Moving out can be an exciting time, yet it can be a time of concern for any young adult. Addressing your daughter or son’s joys and fears is a necessary part of the process. It is a time to start looking at your son or daughter as an individual and as part of the larger community. It is also a time to celebrate his or her accomplishments.

On the other hand, discussing fearful situations your daughter or son might encounter when they are on their own can help you anticipate and plan for social, safety, and economic concerns. Concerns may include maintaining the appropriate supports, separation from the family, vulnerability, social isolation, and the ability to be employed. It is important to explain that everyone has fear of the unknown and experiences risks and failures. Some fears are realistic and others may not be. Actively seeking out information and networking with parents and friends can help alleviate some fears.

Resources

Linking Your Vision to the Individualized Education Program (IEP) Transition Process

While you and your daughter or son are considering the important factors of her or his vision and long-term goals, your child will be entering a school process called transition. In Minnesota, transition planning and services begin during ninth grade. According to federal law, transition planning must begin by age 16. Transition services are designed with the goal of helping the student move from school to adult life. Students can use this time to succeed by their own efforts and learn from their mistakes.
By starting to plan early, students will have enough time to explore interests and abilities in each transition area:

  • Postsecondary education and training
  • Employment
  • Independent living, including recreation and leisure, community participation, and home living.

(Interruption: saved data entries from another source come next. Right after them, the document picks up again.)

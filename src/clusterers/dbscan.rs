//! DBSCAN.
//!
//! Grounded in `dbscan.cpp`'s neighbor-matrix BFS expansion: every point
//! within `radius` of a core point joins its cluster via a breadth-first
//! queue, and a cluster only forms once its seed point's neighbor count
//! (excluding itself) reaches `min_neighbors`.
//!
//! The source appends a point to `noise` the moment a BFS step finds it has
//! too few neighbors to keep expanding from, but doesn't retract that
//! membership if a *later* cluster's expansion reaches the same point from
//! a denser direction -- leaving a point in both `noise` and a cluster.
//! This violates the specification's explicit disjoint-partition invariant,
//! so membership here is tracked with a single `assignment` slot per point
//! (`None` until claimed), and a point is only ever placed in `noise` after
//! every cluster has finished forming.

use crate::geometry::{euclidean_distance_squared, Dataset};
use std::collections::VecDeque;

#[derive(Debug, Clone, Copy)]
pub struct DbscanSettings {
    pub radius: f64,
    pub min_neighbors: usize,
}

pub struct DbscanResult {
    pub clusters: Vec<Vec<usize>>,
    pub noise: Vec<usize>,
}

pub struct Dbscan {
    settings: DbscanSettings,
}

impl Dbscan {
    pub fn new(settings: DbscanSettings) -> Self {
        Dbscan { settings }
    }

    pub fn process(&self, dataset: &Dataset) -> DbscanResult {
        let n = dataset.len();
        let radius_sq = self.settings.radius * self.settings.radius;
        let neighbors: Vec<Vec<usize>> = (0..n)
            .map(|i| {
                (0..n)
                    .filter(|&j| j != i && euclidean_distance_squared(dataset.get(i), dataset.get(j)) <= radius_sq)
                    .collect()
            })
            .collect();

        let mut assignment: Vec<Option<usize>> = vec![None; n];
        let mut clusters: Vec<Vec<usize>> = Vec::new();

        for seed in 0..n {
            if assignment[seed].is_some() {
                continue;
            }
            if neighbors[seed].len() < self.settings.min_neighbors {
                continue;
            }

            let cluster_id = clusters.len();
            let mut members = vec![seed];
            assignment[seed] = Some(cluster_id);

            let mut queue: VecDeque<usize> = neighbors[seed].iter().copied().collect();
            while let Some(candidate) = queue.pop_front() {
                if assignment[candidate].is_some() {
                    continue;
                }
                assignment[candidate] = Some(cluster_id);
                members.push(candidate);

                if neighbors[candidate].len() >= self.settings.min_neighbors {
                    for &next in &neighbors[candidate] {
                        if assignment[next].is_none() {
                            queue.push_back(next);
                        }
                    }
                }
            }

            clusters.push(members);
        }

        let noise: Vec<usize> = (0..n).filter(|&i| assignment[i].is_none()).collect();
        DbscanResult { clusters, noise }
    }
}

#[cfg(test)]
mod tests {
    use super::*;
    use crate::geometry::Point;

    fn simple_02() -> Dataset {
        let mut points = Vec::new();
        for i in 0..10 {
            points.push(Point::new(vec![i as f64 * 0.1, 0.0]));
        }
        for i in 0..5 {
            points.push(Point::new(vec![5.0 + i as f64 * 0.1, 5.0]));
        }
        for i in 0..8 {
            points.push(Point::new(vec![10.0 + i as f64 * 0.1, -5.0]));
        }
        Dataset::new(points).unwrap()
    }

    #[test]
    fn simple_02_splits_into_three_dense_groups_no_noise() {
        let dataset = simple_02();
        let dbscan = Dbscan::new(DbscanSettings { radius: 0.5, min_neighbors: 2 });
        let result = dbscan.process(&dataset);
        assert!(result.noise.is_empty());
        let mut sizes: Vec<_> = result.clusters.iter().map(|c| c.len()).collect();
        sizes.sort_unstable();
        assert_eq!(sizes, vec![5, 8, 10]);
    }

    #[test]
    fn clusters_and_noise_partition_disjointly() {
        let dataset = simple_02();
        let dbscan = Dbscan::new(DbscanSettings { radius: 0.5, min_neighbors: 2 });
        let result = dbscan.process(&dataset);
        let mut seen = vec![false; dataset.len()];
        for cluster in &result.clusters {
            for &i in cluster {
                assert!(!seen[i], "point {i} appeared twice");
                seen[i] = true;
            }
        }
        for &i in &result.noise {
            assert!(!seen[i], "point {i} in both noise and a cluster");
            seen[i] = true;
        }
        assert!(seen.iter().all(|&s| s));
    }
}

When you coordinate your son or daughter’s vision with the transition process, you can use your time wisely by increasing your knowledge of services for young adults with disabilities. You can also begin to familiarize yourself with services in your community and how they fit into your daughter or son’s vision for the future. By networking with school representatives, transition committees, and rehabilitation counselors, you can begin to see how they can help the vision become reality.

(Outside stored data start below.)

//! X-means: k-means augmented with BIC/MNDL structure discovery.
//!
//! Grounded in `xmeans.cpp`'s outer split-and-score loop: refine with
//! k-means, then for every current cluster attempt a local 2-way split and
//! keep it only if the chosen splitting criterion improves. `xmeans.h`
//! declares the `splitting_criterion` enum but its scoring bodies are not
//! present in the retained source, so the BIC and MNDL formulas here follow
//! the standard derivation (Pelleg & Moore 2000) named in the
//! specification's supplement.

use crate::clusterers::{ClusterSequence, Clusterer};
use crate::error::{CoreError, Result};
use crate::geometry::{euclidean_distance_squared, mean, Dataset, Point};

#[derive(Debug, Clone, Copy, PartialEq, Eq)]
pub enum SplittingCriterion {
    Bic,
    Mndl,
}

impl SplittingCriterion {
    pub fn from_tag(tag: &str) -> Result<Self> {
        match tag {
            "bic" => Ok(SplittingCriterion::Bic),
            "mndl" => Ok(SplittingCriterion::Mndl),
            other => Err(CoreError::UnknownSplittingCriterion(other.to_string())),
        }
    }
}

#[derive(Debug, Clone, Copy)]
pub struct XMeansSettings {
    pub k_max: usize,
    pub tolerance: f64,
    pub max_iter: usize,
    pub criterion: SplittingCriterion,
}

impl Default for XMeansSettings {
    fn default() -> Self {
        XMeansSettings {
            k_max: 20,
            tolerance: 0.025,
            max_iter: 200,
            criterion: SplittingCriterion::Bic,
        }
    }
}

pub struct XMeans {
    centers: Vec<Point>,
    settings: XMeansSettings,
}

impl XMeans {
    pub fn new(initial_centers: Vec<Point>, settings: XMeansSettings) -> Result<Self> {
        if initial_centers.is_empty() {
            return Err(CoreError::InvalidParameter("x-means requires at least one initial center".into()));
        }
        if settings.k_max < initial_centers.len() {
            return Err(CoreError::InvalidParameter(format!(
                "x-means k_max {} is smaller than the {} seeds supplied",
                settings.k_max,
                initial_centers.len()
            )));
        }
        Ok(XMeans { centers: initial_centers, settings })
    }

    pub fn centers(&self) -> &[Point] {
        &self.centers
    }
}

impl Clusterer for XMeans {
    fn process(&mut self, dataset: &Dataset) -> Result<ClusterSequence> {
        if dataset.dim() != self.centers[0].dim() {
            return Err(CoreError::DimensionMismatch { expected: self.centers[0].dim(), actual: dataset.dim() });
        }

        let dataset_points: Vec<&Point> = dataset.iter().collect();
        let mut centers = self.centers.clone();
        let mut clusters = kmeans_refine(&dataset_points, &mut centers, self.settings.tolerance, self.settings.max_iter);

        loop {
            if centers.len() >= self.settings.k_max {
                break;
            }

            let mut next_centers = Vec::new();
            let mut split_happened = false;

            for (members, center) in clusters.iter().zip(centers.iter()) {
                if next_centers.len() >= self.settings.k_max || members.len() < 2 {
                    next_centers.push(center.clone());
                    continue;
                }

                let member_points: Vec<&Point> = members.iter().map(|&i| dataset.get(i)).collect();
                let pre_clusters = vec![(0..member_points.len()).collect::<Vec<_>>()];
                let pre_score = score(&member_points, &pre_clusters, std::slice::from_ref(center), self.settings.criterion);

                let (seed_a, seed_b) = split_seeds(&member_points, center);
                let mut local_centers = vec![seed_a, seed_b];
                let local_clusters = kmeans_refine(&member_points, &mut local_centers, self.settings.tolerance, self.settings.max_iter);

                if local_clusters.len() < 2 {
                    next_centers.push(center.clone());
                    continue;
                }

                let post_score = score(&member_points, &local_clusters, &local_centers, self.settings.criterion);
                let improves = match self.settings.criterion {
                    SplittingCriterion::Bic => post_score > pre_score,
                    SplittingCriterion::Mndl => post_score < pre_score,
                };

                if improves {
                    split_happened = true;
                    next_centers.extend(local_centers);
                } else {
                    next_centers.push(center.clone());
                }
            }

            if !split_happened {
                break;
            }

            centers = next_centers;
            clusters = kmeans_refine(&dataset_points, &mut centers, self.settings.tolerance, self.settings.max_iter);
        }

        self.centers = centers;
        for cluster in &mut clusters {
            cluster.sort_unstable();
        }
        Ok(clusters)
    }
}

/// Lloyd's-algorithm refinement over a caller-supplied point slice (the
/// whole dataset for the outer loop, one cluster's members for a candidate
/// split), sharing the empty-cluster-drop policy of [`crate::clusterers::kmeans`].
fn kmeans_refine(points: &[&Point], centers: &mut Vec<Point>, tolerance: f64, max_iter: usize) -> Vec<Vec<usize>> {
    let tolerance_sq = tolerance * tolerance;
    let mut clusters = Vec::new();
    let mut change = f64::MAX;

    for _ in 0..max_iter {
        if change <= tolerance_sq {
            break;
        }
        clusters = assign_indices(points, centers);
        let new_centers: Vec<Point> = clusters
            .iter()
            .map(|members| mean(&members.iter().map(|&i| points[i]).collect::<Vec<_>>()))
            .collect();
        change = centers
            .iter()
            .zip(&new_centers)
            .map(|(old, new)| euclidean_distance_squared(old, new))
            .fold(0.0, f64::max);
        *centers = new_centers;
    }

    if clusters.is_empty() {
        clusters = assign_indices(points, centers);
    }
    clusters
}

fn assign_indices(points: &[&Point], centers: &[Point]) -> Vec<Vec<usize>> {
    let mut clusters = vec![Vec::new(); centers.len()];
    for (i, point) in points.iter().enumerate() {
        let (best, _) = centers
            .iter()
            .enumerate()
            .map(|(k, c)| (k, euclidean_distance_squared(point, c)))
            .min_by(|(_, a), (_, b)| a.partial_cmp(b).unwrap())
            .unwrap();
        clusters[best].push(i);
    }
    clusters.retain(|c| !c.is_empty());
    clusters
}

/// The pooled within-cluster variance `sigma^2 = (1 / (N - K)) * sum of
/// squared distances to each point's assigned center`, floored to avoid a
/// zero or negative variance feeding a `ln`.
fn pooled_variance(points: &[&Point], clusters: &[Vec<usize>], centers: &[Point]) -> f64 {
    let n = points.len() as f64;
    let k = clusters.len() as f64;
    let sum_sq: f64 = clusters
        .iter()
        .zip(centers)
        .map(|(members, center)| members.iter().map(|&i| euclidean_distance_squared(points[i], center)).sum::<f64>())
        .sum();
    if n > k {
        (sum_sq / (n - k)).max(1e-10)
    } else {
        1e-10
    }
}

fn score(points: &[&Point], clusters: &[Vec<usize>], centers: &[Point], criterion: SplittingCriterion) -> f64 {
    match criterion {
        SplittingCriterion::Bic => bic(points, clusters, centers),
        SplittingCriterion::Mndl => mndl(points, clusters, centers),
    }
}

/// Bayesian Information Criterion (Pelleg & Moore 2000). Higher is better.
fn bic(points: &[&Point], clusters: &[Vec<usize>], centers: &[Point]) -> f64 {
    let n = points.len() as f64;
    let k = clusters.len() as f64;
    let d = points[0].dim() as f64;
    let variance = pooled_variance(points, clusters, centers);

    let mut total = 0.0;
    for members in clusters {
        let nj = members.len() as f64;
        if nj == 0.0 {
            continue;
        }
        total += -nj / 2.0 * (std::f64::consts::TAU).ln()
            - nj * d / 2.0 * variance.ln()
            - (nj - k) / 2.0
            + nj * nj.ln()
            - nj * n.ln();
    }
    total - (k * (d + 1.0) / 2.0) * n.ln()
}

/// Minimum Noiseless Description Length, the alternative criterion named by
/// `xmeans.h`. Lower is better.
fn mndl(points: &[&Point], clusters: &[Vec<usize>], centers: &[Point]) -> f64 {
    let n = points.len() as f64;
    let k = clusters.len() as f64;
    let d = points[0].dim() as f64;
    let variance = pooled_variance(points, clusters, centers);

    let mut total = 0.0;
    for members in clusters {
        let nj = members.len() as f64;
        total += nj * d / 2.0 * variance.ln() + nj / 2.0 * (std::f64::consts::TAU).ln() + (k + k * d) / 2.0 * n.ln();
    }
    total
}

/// Two seeds for a candidate split, offset from `center` along the
/// dimension of greatest extent within `points` -- a cheap stand-in for the
/// principal axis that's enough to break symmetry and let local k-means
/// find the natural sub-clusters, if any.
fn split_seeds(points: &[&Point], center: &Point) -> (Point, Point) {
    let dim = center.dim();
    let mut best_dim = 0;
    let mut best_spread = -1.0;
    for d in 0..dim {
        let mut lo = f64::INFINITY;
        let mut hi = f64::NEG_INFINITY;
        for p in points {
            let v = p[d];
            if v < lo {
                lo = v;
            }
            if v > hi {
                hi = v;
            }
        }
        let spread = hi - lo;
        if spread > best_spread {
            best_spread = spread;
            best_dim = d;
        }
    }

    let offset = best_spread / 4.0;
    let mut a = center.as_slice().to_vec();
    let mut b = a.clone();
    a[best_dim] -= offset;
    b[best_dim] += offset;
    (Point::new(a), Point::new(b))
}

#[cfg(test)]
mod tests {
    use super::*;

    fn simple_01() -> Dataset {
        let points = vec![
            Point::new(vec![3.5, 4.8]),
            Point::new(vec![3.7, 5.5]),
            Point::new(vec![3.9, 4.2]),
            Point::new(vec![4.2, 5.1]),
            Point::new(vec![4.4, 4.6]),
            Point::new(vec![6.1, 7.5]),
            Point::new(vec![6.4, 7.9]),
            Point::new(vec![6.7, 7.5]),
            Point::new(vec![7.0, 7.1]),
            Point::new(vec![6.9, 8.0]),
        ];
        Dataset::new(points).unwrap()
    }

    #[test]
    fn simple_01_with_two_seeds_settles_on_two_clusters() {
        let dataset = simple_01();
        let seeds = vec![Point::new(vec![3.7, 5.5]), Point::new(vec![6.7, 7.5])];
        let settings = XMeansSettings { k_max: 20, tolerance: 1e-4, max_iter: 200, criterion: SplittingCriterion::Bic };
        let mut xmeans = XMeans::new(seeds, settings).unwrap();
        let clusters = xmeans.process(&dataset).unwrap();
        assert_eq!(clusters.len(), 2);
        let mut sizes: Vec<_> = clusters.iter().map(|c| c.len()).collect();
        sizes.sort_unstable();
        assert_eq!(sizes, vec![5, 5]);
    }

    #[test]
    fn rejects_k_max_below_seed_count() {
        let seeds = vec![Point::new(vec![0.0]), Point::new(vec![1.0]), Point::new(vec![2.0])];
        let settings = XMeansSettings { k_max: 2, ..XMeansSettings::default() };
        assert!(XMeans::new(seeds, settings).is_err());
    }

    #[test]
    fn mndl_also_settles_on_two_clusters() {
        let dataset = simple_01();
        let seeds = vec![Point::new(vec![3.7, 5.5]), Point::new(vec![6.7, 7.5])];
        let settings = XMeansSettings { k_max: 20, tolerance: 1e-4, max_iter: 200, criterion: SplittingCriterion::Mndl };
        let mut xmeans = XMeans::new(seeds, settings).unwrap();
        let clusters = xmeans.process(&dataset).unwrap();
        assert_eq!(clusters.len(), 2);
    }
}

This is a time to consider your son or daughter’s independent living skills and their impact on services provided to your son or daughter in whatever housing option he or she chooses in the community of his or her choice. Remember that independence, for some, may not mean establishing a complete mastery of a skill. Some skills may be difficult to master for young adults with disabilities and some young people may need help on an extended basis. Performing a skill independently will look different for each individual depending on his or her level of support. What your daughter or son learns and masters today may affect the kinds of supports and services she or he will need later. This can be a time when you and your son or daughter can practice these skills in a more purposeful, structured way.

Can your daughter or son not only wash the laundry but separate, fold, and put it away in the proper place? Can your son or daughter use basic appliances and tools? Does he understand how to take care of his clothing, groom himself appropriately, go shopping, manage his money, and take care of his medical needs? How does your daughter relate to others? Some young adults may need the components of these tasks to be broken down into manageable steps. Thinking about these questions can help you define your vision.

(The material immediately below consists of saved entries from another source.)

//! The base Kuramoto phase-coupled oscillator network.
//!
//! Grounded in `sync.h`/`sync.cpp`: oscillator state (`sync_oscillator`),
//! network-wide phase/frequency vectors, the two simulation modes
//! (`simulate_static`/`simulate_dynamic`), the order metrics, and ensemble
//! extraction.
//!
//! Two points diverge deliberately from the literal source, both to satisfy
//! the specification's own unambiguous invariants rather than an apparent
//! source oddity (see `DESIGN.md` for the full rationale):
//! - `sync_order` here is the textbook Kuramoto order parameter
//!   `|⟨e^{iφ}⟩|`, which is provably bounded in `[0, 1]`; the source's
//!   per-term `exp(|φ|)` construction has no such guarantee.
//! - `allocate_sync_ensembles` measures phase closeness through circular
//!   distance (`min(|a - b|, 2π - |a - b|)`), so oscillators near `0` and
//!   near `2π` are correctly recognized as close.

use rand::Rng;

use crate::error::{CoreError, Result};
use crate::ode::{self, DifferState};
use crate::topology::Topology;

#[derive(Debug, Clone, Copy, PartialEq, Eq)]
pub enum InitialType {
    RandomGaussian,
    Equipartition,
}

#[derive(Debug, Clone, Copy, PartialEq, Eq)]
pub enum SolverType {
    /// A single forward-Euler step of the Kuramoto right-hand side, skipping
    /// the ODE core entirely -- mirrors `solve_type::FAST` in the source,
    /// adequate for small, well-behaved networks.
    Fast,
    Rk4,
    Rkf45,
}

impl SolverType {
    pub fn from_tag(tag: &str) -> Result<Self> {
        match tag {
            "fast" => Ok(SolverType::Fast),
            "rk4" => Ok(SolverType::Rk4),
            "rkf45" => Ok(SolverType::Rkf45),
            other => Err(CoreError::UnknownSolver(other.to_string())),
        }
    }
}

/// One recorded simulation step: elapsed time plus every oscillator's phase.
#[derive(Debug, Clone, PartialEq)]
pub struct SyncNetworkState {
    pub time: f64,
    pub phases: Vec<f64>,
}

/// The trajectory of a simulation run, in chronological order.
#[derive(Debug, Clone, Default)]
pub struct SyncDynamic {
    pub states: Vec<SyncNetworkState>,
    /// Set when a dynamic run stopped early due to an order plateau, or an
    /// adaptive integration step hit its iteration cap. Advisory only.
    pub stalled: bool,
}

impl SyncDynamic {
    /// The oscillator count of this run, from its last recorded state.
    pub fn size(&self) -> usize {
        self.states.last().map_or(0, |s| s.phases.len())
    }

    /// The final phase vector, if any steps were recorded.
    pub fn final_phases(&self) -> Option<&[f64]> {
        self.states.last().map(|s| s.phases.as_slice())
    }

    /// Greedily partitions oscillator indices into ensembles: `i` and `j`
    /// join the same ensemble iff their circular phase distance is below
    /// `tolerance`.
    pub fn allocate_sync_ensembles(&self, tolerance: f64) -> Vec<Vec<usize>> {
        let Some(phases) = self.final_phases() else {
            return Vec::new();
        };
        allocate_sync_ensembles(phases, tolerance)
    }
}

pub fn circular_distance(a: f64, b: f64) -> f64 {
    let d = (a - b).abs();
    d.min(std::f64::consts::TAU - d)
}

pub fn allocate_sync_ensembles(phases: &[f64], tolerance: f64) -> Vec<Vec<usize>> {
    let mut ensembles: Vec<Vec<usize>> = Vec::new();
    'outer: for i in 0..phases.len() {
        for ensemble in ensembles.iter_mut() {
            if ensemble
                .iter()
                .any(|&j| circular_distance(phases[i], phases[j]) < tolerance)
            {
                ensemble.push(i);
                continue 'outer;
            }
        }
        ensembles.push(vec![i]);
    }
    ensembles
}

/// Folds a phase into `[0, 2*pi)` by repeated addition/subtraction of `2*pi`.
pub fn phase_normalization(phase: f64) -> f64 {
    let tau = std::f64::consts::TAU;
    let mut p = phase % tau;
    if p < 0.0 {
        p += tau;
    }
    p
}

/// `|⟨e^{iφ}⟩|`: the global Kuramoto order parameter, in `[0, 1]`.
pub fn sync_order(phases: &[f64]) -> f64 {
    if phases.is_empty() {
        return 0.0;
    }
    let n = phases.len() as f64;
    let (re, im) = phases
        .iter()
        .fold((0.0, 0.0), |(re, im), &p| (re + p.cos(), im + p.sin()));
    ((re / n).powi(2) + (im / n).powi(2)).sqrt()
}

/// `(1/M) Σ_{(i,j)∈E} exp(-|φⱼ - φᵢ|)` over every ordered connected pair,
/// `M` the pair count (taken as `1` instead of `0` for an edgeless network,
/// matching `sync_local_order`'s guard).
pub fn sync_local_order(phases: &[f64], topology: &Topology) -> f64 {
    let mut sum = 0.0;
    let mut pairs = 0usize;
    for i in 0..phases.len() {
        for j in topology.neighbors(i) {
            sum += (-(phases[j] - phases[i]).abs()).exp();
            pairs += 1;
        }
    }
    sum / (pairs.max(1) as f64)
}

/// The Kuramoto right-hand side for oscillator `i`, normalized by network
/// size and unweighted: `dφᵢ/dt = ωᵢ + (W/N) Σⱼ sin(φⱼ - φᵢ)`.
fn kuramoto_rhs(i: usize, phases: &[f64], frequencies: &[f64], topology: &Topology, coupling: f64) -> f64 {
    let n = phases.len() as f64;
    let sum: f64 = topology
        .neighbors(i)
        .into_iter()
        .map(|j| (phases[j] - phases[i]).sin())
        .sum();
    frequencies[i] + (coupling / n) * sum
}

/// Parameters controlling construction of a base [`SyncNetwork`].
#[derive(Debug, Clone, Copy)]
pub struct SyncSettings {
    pub weight: f64,
    pub frequency_factor: f64,
    pub initial: InitialType,
}

impl Default for SyncSettings {
    fn default() -> Self {
        SyncSettings {
            weight: 1.0,
            frequency_factor: 0.0,
            initial: InitialType::RandomGaussian,
        }
    }
}

/// The base Kuramoto network over an arbitrary [`Topology`].
#[derive(Debug, Clone)]
pub struct SyncNetwork {
    phases: Vec<f64>,
    frequencies: Vec<f64>,
    topology: Topology,
    coupling: f64,
}

impl SyncNetwork {
    pub fn new<R: Rng>(n: usize, topology: Topology, settings: SyncSettings, rng: &mut R) -> Result<Self> {
        if n == 0 {
            return Err(CoreError::InvalidParameter("sync network requires at least one oscillator".into()));
        }
        if topology.len() != n {
            return Err(CoreError::InvalidTopology(format!(
                "topology has {} oscillators, network has {n}",
                topology.len()
            )));
        }

        let phases = match settings.initial {
            InitialType::RandomGaussian => {
                (0..n).map(|_| rng.gen_range(0.0..std::f64::consts::TAU)).collect()
            }
            InitialType::Equipartition => {
                (0..n).map(|i| std::f64::consts::PI * i as f64 / n as f64).collect()
            }
        };
        let frequencies = (0..n)
            .map(|_| {
                if settings.frequency_factor > 0.0 {
                    rng.gen_range(0.0..settings.frequency_factor)
                } else {
                    0.0
                }
            })
            .collect();

        Ok(SyncNetwork { phases, frequencies, topology, coupling: settings.weight })
    }

    pub fn size(&self) -> usize {
        self.phases.len()
    }

    pub fn phases(&self) -> &[f64] {
        &self.phases
    }

    pub fn sync_order(&self) -> f64 {
        sync_order(&self.phases)
    }

    pub fn sync_local_order(&self) -> f64 {
        sync_local_order(&self.phases, &self.topology)
    }

    fn derivative(&self, i: usize, phases: &[f64]) -> f64 {
        kuramoto_rhs(i, phases, &self.frequencies, &self.topology, self.coupling)
    }

    /// Advances `steps` fixed intervals spanning total duration `time`, each
    /// integrated with `solver` using `step_int` ODE sub-steps (ignored by
    /// `Fast`). Returns the full trajectory when `collect`, else only the
    /// terminal state.
    pub fn simulate_static(
        &mut self,
        steps: usize,
        time: f64,
        solver: SolverType,
        collect: bool,
        step_int: usize,
    ) -> Result<SyncDynamic> {
        if steps == 0 {
            return Err(CoreError::InvalidParameter("simulate_static requires at least one step".into()));
        }
        let interval = time / steps as f64;
        let mut dynamic = SyncDynamic::default();
        let mut t = 0.0;
        if collect {
            dynamic.states.push(SyncNetworkState { time: t, phases: self.phases.clone() });
        }

        for _ in 0..steps {
            let stalled = self.advance(interval, solver, step_int)?;
            dynamic.stalled |= stalled;
            t += interval;
            if collect {
                dynamic.states.push(SyncNetworkState { time: t, phases: self.phases.clone() });
            }
        }
        if !collect {
            dynamic.states.push(SyncNetworkState { time: t, phases: self.phases.clone() });
        }
        Ok(dynamic)
    }

    /// Integrates step-by-step of size `step` until `sync_local_order`
    /// exceeds `order_threshold`, or the order changes by less than
    /// `stall_threshold` between two consecutive steps (an advisory,
    /// non-fatal plateau detection).
    pub fn simulate_dynamic(
        &mut self,
        order_threshold: f64,
        solver: SolverType,
        collect: bool,
        step: f64,
        step_int: usize,
        stall_threshold: f64,
    ) -> Result<SyncDynamic> {
        let mut dynamic = SyncDynamic::default();
        let mut t = 0.0;
        if collect {
            dynamic.states.push(SyncNetworkState { time: t, phases: self.phases.clone() });
        }

        let mut previous_order = self.sync_local_order();
        loop {
            let order = self.sync_local_order();
            if order >= order_threshold {
                break;
            }

            let stalled = self.advance(step, solver, step_int)?;
            dynamic.stalled |= stalled;
            t += step;
            if collect {
                dynamic.states.push(SyncNetworkState { time: t, phases: self.phases.clone() });
            }

            let new_order = self.sync_local_order();
            if (new_order - previous_order).abs() < stall_threshold {
                dynamic.stalled = true;
                tracing::debug!(order = new_order, "sync dynamic simulation stalled on order plateau");
                break;
            }
            previous_order = new_order;
        }

        if !collect {
            dynamic.states.push(SyncNetworkState { time: t, phases: self.phases.clone() });
        }
        Ok(dynamic)
    }

    /// Advances the whole network by one interval of duration `dt`,
    /// computing every oscillator's next phase before committing any of
    /// them (double buffering), mirroring `calculate_phases`'s two-loop
    /// structure. Returns whether the adaptive solver reported a stall.
    fn advance(&mut self, dt: f64, solver: SolverType, step_int: usize) -> Result<bool> {
        let n = self.phases.len();
        let mut next = vec![0.0; n];
        let mut stalled = false;

        for i in 0..n {
            next[i] = match solver {
                SolverType::Fast => {
                    phase_normalization(self.phases[i] + dt * self.derivative(i, &self.phases))
                }
                SolverType::Rk4 => {
                    let y0 = DifferState(vec![self.phases[i]]);
                    let frozen_phases = self.phases.clone();
                    let traj = ode::integrate_rk4(
                        |_t, y| DifferState(vec![kuramoto_rhs_with(&frozen_phases, i, y.0[0], &self.frequencies, &self.topology, self.coupling)]),
                        y0,
                        0.0,
                        dt,
                        step_int.max(1),
                        false,
                    )?;
                    phase_normalization(traj.last().unwrap().state.0[0])
                }
                SolverType::Rkf45 => {
                    let y0 = DifferState(vec![self.phases[i]]);
                    let frozen_phases = self.phases.clone();
                    let result = ode::integrate_rkf45(
                        |_t, y| DifferState(vec![kuramoto_rhs_with(&frozen_phases, i, y.0[0], &self.frequencies, &self.topology, self.coupling)]),
                        y0,
                        0.0,
                        dt,
                        1e-6,
                        false,
                    )?;
                    stalled |= result.stalled;
                    phase_normalization(result.trajectory.last().unwrap().state.0[0])
                }
            };
        }

        self.phases = next;
        Ok(stalled)
    }
}

/// Like [`kuramoto_rhs`] but with oscillator `i`'s own phase substituted by
/// `own_phase` (the ODE core integrates each oscillator's phase
/// independently against the frozen phases of its neighbors at the start of
/// the interval).
fn kuramoto_rhs_with(
    phases: &[f64],
    i: usize,
    own_phase: f64,
    frequencies: &[f64],
    topology: &Topology,
    coupling: f64,
) -> f64 {
    let n = phases.len() as f64;
    let sum: f64 = topology
        .neighbors(i)
        .into_iter()
        .map(|j| (phases[j] - own_phase).sin())
        .sum();
    frequencies[i] + (coupling / n) * sum
}

#[cfg(test)]
mod tests {
    use super::*;
    use rand::SeedableRng;

    #[test]
    fn phase_normalization_folds_into_range() {
        assert!((0.0..std::f64::consts::TAU).contains(&phase_normalization(-0.1)));
        assert!((0.0..std::f64::consts::TAU).contains(&phase_normalization(10.0)));
    }

    #[test]
    fn sync_order_is_bounded() {
        let phases = [0.1, 3.0, 1.5, 6.0];
        let order = sync_order(&phases);
        assert!((0.0..=1.0).contains(&order));
    }

    #[test]
    fn sync_order_is_one_for_identical_phases() {
        let phases = [1.0; 5];
        assert!((sync_order(&phases) - 1.0).abs() < 1e-9);
    }

    #[test]
    fn ensembles_merge_across_the_wrap_around() {
        let phases = [0.01, std::f64::consts::TAU - 0.01, 3.14];
        let ensembles = allocate_sync_ensembles(&phases, 0.1);
        assert_eq!(ensembles.len(), 2);
        let sizes: Vec<_> = ensembles.iter().map(|e| e.len()).collect();
        assert!(sizes.contains(&2));
    }

    #[test]
    fn strongly_coupled_all_to_all_network_synchronizes() {
        let mut rng = rand_pcg::Pcg64::seed_from_u64(42);
        let settings = SyncSettings { weight: 4.0, frequency_factor: 0.0, initial: InitialType::RandomGaussian };
        let mut net = SyncNetwork::new(6, Topology::all_to_all(6), settings, &mut rng).unwrap();
        let dynamic = net
            .simulate_static(50, 10.0, SolverType::Rk4, false, 5)
            .unwrap();
        let order = sync_order(dynamic.final_phases().unwrap());
        assert!(order > 0.9, "expected near-synchronization, got order={order}");
    }
}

Self-advocacy skills are very important when your young adult lives in his or her own home. The ability to speak up in order to have one’s wants and needs honored is crucial; developing self- advocacy skills may be an appropriate goal in your daughter or son’s Individualized Education Program (IEP). Parents may need to serve in this role to facilitate communication if their son or daughter is unable.

The IEP can be used to address your daughter or son’s need for independent living skills, but families also should consider how they can help their son or daughter learn as much self-care as possible. The reality is that you, as a parent, may need to take the leading role in deciding on or seeking housing options for your young adult.

Factors That Will Impact Your Son or Daughter's Housing Plan

It’s not always easy to find a desirable place to live that is affordable, accessible, and available. Additional support for young adults is often complicated and costly. Each individual and family is unique; there is no blueprint, or model, for securing housing and support.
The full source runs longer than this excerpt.